Devlet aklı günlük meşgale ile değiş stratejik basiretle tezahür etmektedir. Ufuk ötesindeki ufku görebildiğimiz sürece tehlikeleri tarih şuuru ile okudukça ulusal güç kaynaklarını devamlı tetikte tutabiliriz. Türk milletinin savunma çizgisinin son sonu Misak-ı Ulusal ile çizilmiştir. Vakit aşımına tabi değildir Misak-ı Ulusal.
ERDOĞAN YALNIZ DEĞİLDİR
Sayın Erdoğan tehditleri kaynağından bertaraf etmek için muazzam bir uğraş içindedir ve muhakkak yalnız değildir. Gazze, Kudüs inançta değilse Ankara’nın güvenliğinden kimse bahsedemeyecektir. Kadim devlet aklımızla devrede olmazsak günü geldiğinde Gazze’deki dramların benzerini Anadolu’da da yaşamamız kaçınılmazdır.
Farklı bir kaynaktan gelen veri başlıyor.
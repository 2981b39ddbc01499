use comfy_table::{Attribute, Cell, CellAlignment, Color, Table, modifiers, presets};

use crate::{
    core::{
        bill::{Bill, BillCharges},
        consumer::Consumer,
        generator::{Outcome, SkipReason},
        id::ConsumerId,
        reading::MeterReading,
        register::ConsumerRegister,
        tariff::{SlabThreshold, Tariff},
    },
    fmt::{TIMESTAMP_FORMAT, optional},
    quantity::units::Units,
};

fn new_table() -> Table {
    let mut table = Table::new();
    table
        .load_preset(presets::UTF8_FULL_CONDENSED)
        .apply_modifier(modifiers::UTF8_ROUND_CORNERS)
        .enforce_styling();
    table
}

fn consumer_name(register: &ConsumerRegister, consumer_id: ConsumerId) -> Cell {
    register.get(consumer_id).map_or_else(
        || Cell::new("(removed)").add_attribute(Attribute::Dim),
        |consumer| Cell::new(&consumer.name),
    )
}

fn paid_cell(bill: &Bill, unpaid: &str) -> Cell {
    bill.paid_at.map_or_else(
        || Cell::new(unpaid).fg(Color::Red),
        |paid_at| Cell::new(paid_at.format(TIMESTAMP_FORMAT)).fg(Color::Green),
    )
}

pub fn build_consumers_table<'a>(consumers: impl IntoIterator<Item = &'a Consumer>) -> Table {
    let mut table = new_table();
    table.set_header(vec!["ID", "Name", "Address", "Phone", "Meter", "Joined"]);
    for consumer in consumers {
        table.add_row(vec![
            Cell::new(consumer.id).set_alignment(CellAlignment::Right),
            Cell::new(&consumer.name),
            Cell::new(optional(consumer.address.as_deref())),
            Cell::new(optional(consumer.phone.as_deref())),
            Cell::new(optional(consumer.meter_number.as_deref())).add_attribute(Attribute::Dim),
            Cell::new(consumer.joined_on).add_attribute(Attribute::Dim),
        ]);
    }
    table
}

/// Readings with the increment over the previous one.
pub fn build_readings_table(readings: &[MeterReading]) -> Table {
    let mut table = new_table();
    table.set_header(vec!["Timestamp", "Units", "Delta"]);
    let mut previous: Option<Units> = None;
    for reading in readings {
        let delta = previous.map_or_else(
            || Cell::new("-").add_attribute(Attribute::Dim),
            |previous| {
                reading
                    .units
                    .checked_sub(previous)
                    .map_or_else(|| Cell::new("reset").fg(Color::Red), Cell::new)
            },
        );
        table.add_row(vec![
            Cell::new(reading.at.format(TIMESTAMP_FORMAT)),
            Cell::new(reading.units).set_alignment(CellAlignment::Right),
            delta.set_alignment(CellAlignment::Right),
        ]);
        previous = Some(reading.units);
    }
    table
}

pub fn build_bills_table<'a>(
    bills: impl IntoIterator<Item = &'a Bill>,
    register: &ConsumerRegister,
) -> Table {
    let mut table = new_table();
    table.set_header(vec!["ID", "Consumer", "Period", "Units", "Total", "Generated", "Paid"]);
    for bill in bills {
        table.add_row(vec![
            Cell::new(bill.id).set_alignment(CellAlignment::Right),
            consumer_name(register, bill.consumer_id),
            Cell::new(bill.period),
            Cell::new(bill.charges.units).set_alignment(CellAlignment::Right),
            Cell::new(bill.charges.total).set_alignment(CellAlignment::Right),
            Cell::new(bill.generated_at.format(TIMESTAMP_FORMAT)).add_attribute(Attribute::Dim),
            paid_cell(bill, "unpaid"),
        ]);
    }
    table
}

/// Single bill breakdown.
pub fn build_bill_table(bill: &Bill, register: &ConsumerRegister) -> Table {
    let mut table = new_table();
    table.add_row(vec![Cell::new("Bill"), Cell::new(bill.id)]);
    table.add_row(vec![Cell::new("Consumer"), consumer_name(register, bill.consumer_id)]);
    table.add_row(vec![Cell::new("Period"), Cell::new(bill.period)]);
    add_charges_rows(&mut table, &bill.charges);
    table.add_row(vec![
        Cell::new("Generated"),
        Cell::new(bill.generated_at.format(TIMESTAMP_FORMAT)),
    ]);
    table.add_row(vec![
        Cell::new("Paid"),
        paid_cell(bill, "no"),
    ]);
    table
}

/// Charge breakdown, as previewed for a consumption.
pub fn build_charges_table(charges: &BillCharges) -> Table {
    let mut table = new_table();
    add_charges_rows(&mut table, charges);
    table
}

fn add_charges_rows(table: &mut Table, charges: &BillCharges) {
    table.add_row(vec![Cell::new("Units"), Cell::new(charges.units)]);
    table.add_row(vec![Cell::new("Energy charge"), Cell::new(charges.energy)]);
    table.add_row(vec![Cell::new("Fixed charge"), Cell::new(charges.fixed)]);
    table.add_row(vec![
        Cell::new(format!("Tax ({})", charges.tax_rate)),
        Cell::new(charges.tax),
    ]);
    table.add_row(vec![
        Cell::new("Total").add_attribute(Attribute::Bold),
        Cell::new(charges.total).add_attribute(Attribute::Bold),
    ]);
}

pub fn build_tariff_table(tariff: &Tariff) -> Table {
    let mut table = new_table();
    table.set_header(vec!["From", "To", "Rate"]);
    let mut lower = Units::ZERO;
    for slab in tariff.slabs() {
        let (to, upper) = match slab.threshold {
            SlabThreshold::Bounded(threshold) => {
                let upper = lower + threshold;
                (Cell::new(upper), upper)
            }
            SlabThreshold::Unbounded => (Cell::new("∞").add_attribute(Attribute::Dim), lower),
        };
        table.add_row(vec![
            Cell::new(lower + Units(1)).set_alignment(CellAlignment::Right),
            to.set_alignment(CellAlignment::Right),
            Cell::new(slab.rate).set_alignment(CellAlignment::Right),
        ]);
        lower = upper;
    }
    table.add_row(vec![
        Cell::new("Fixed charge").add_attribute(Attribute::Dim),
        Cell::new(""),
        Cell::new(tariff.fixed_charge()).set_alignment(CellAlignment::Right),
    ]);
    table.add_row(vec![
        Cell::new("Tax").add_attribute(Attribute::Dim),
        Cell::new(""),
        Cell::new(tariff.tax_rate()).set_alignment(CellAlignment::Right),
    ]);
    table
}

pub fn build_outcomes_table(outcomes: &[(ConsumerId, Outcome)], register: &ConsumerRegister) -> Table {
    let mut table = new_table();
    table.set_header(vec!["Consumer", "Name", "Outcome", "Bill"]);
    for (consumer_id, outcome) in outcomes {
        let (outcome, bill) = match outcome {
            Outcome::Created(id) => (Cell::new("created").fg(Color::Green), Cell::new(id)),
            Outcome::Updated(id) => (Cell::new("updated").fg(Color::DarkYellow), Cell::new(id)),
            Outcome::Skipped(reason @ SkipReason::NotBillable(_)) => {
                (Cell::new(reason).add_attribute(Attribute::Dim), Cell::new("-"))
            }
            Outcome::Skipped(reason @ (SkipReason::AlreadyPaid(id) | SkipReason::Conflict(id))) => {
                (Cell::new(reason).fg(Color::Red), Cell::new(id))
            }
        };
        table.add_row(vec![
            Cell::new(consumer_id).set_alignment(CellAlignment::Right),
            consumer_name(register, *consumer_id),
            outcome,
            bill.set_alignment(CellAlignment::Right),
        ]);
    }
    table
}

/// Lifetime consumption per consumer.
pub fn build_consumption_table(register: &ConsumerRegister) -> Table {
    let mut table = new_table();
    table.set_header(vec!["ID", "Name", "Readings", "Consumption"]);
    for consumer in register.iter() {
        let (n_readings, consumption) = register
            .meter_readings(consumer.id)
            .map_or((0, Units::ZERO), |readings| (readings.len(), readings.total_consumption()));
        table.add_row(vec![
            Cell::new(consumer.id).set_alignment(CellAlignment::Right),
            Cell::new(&consumer.name),
            Cell::new(n_readings).set_alignment(CellAlignment::Right).add_attribute(Attribute::Dim),
            Cell::new(consumption).set_alignment(CellAlignment::Right),
        ]);
    }
    table
}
“ÖNDEN SİZ BUYURUN” DİYENLERE CEVAP
21 Ekim’de yaptığım açıklamalar insanlık onuruna duyduğum sorumluluğun tarifidir. Haksız tenkitler de tarafımca takip edilmiştir. 21 saat içinde ateşkes sağlanmazsa, mazlumların üzerine bombalar bırakılmaya devam edildikçe Türkiye devreye girmeli ve gereken yapılmalıdır. Bu sorumluluğu üstlenmek bize ecdadımızın mirasıdır. Kimileri ‘önden siz buyurun’ diye alaycı biçimde karalama kampanyasına girdiler. Milletim istesin, devletim istesin Gazze’deki çocuklara kol kanat germek için yola revan olmazsam namerdim. Bu vatanın çocuklarını ateşe atmak istiyormuşuz, ne işimiz varmış Gazze’de, çatışma bizim de problemimiz değilmiş. Bu söz sahipleri kalpleri küle dönmüş bir avuç çapulcudur. Bunun için insan olmak, insani bedelleri savunmak kafidir. Hastaneler bombalanıyor, okullar vuruluyor. Çocuklar kelimei şehadet getirerek can veriyor. Bugün Filistin yarın da Türkiye’nin kuşatılması amaçlanıyor. Biz tarafız, haklının, insan onurunun, kardeşlerimizin tarafıyız. 24 saat dolmuştur. Bizde geri adım yoktur.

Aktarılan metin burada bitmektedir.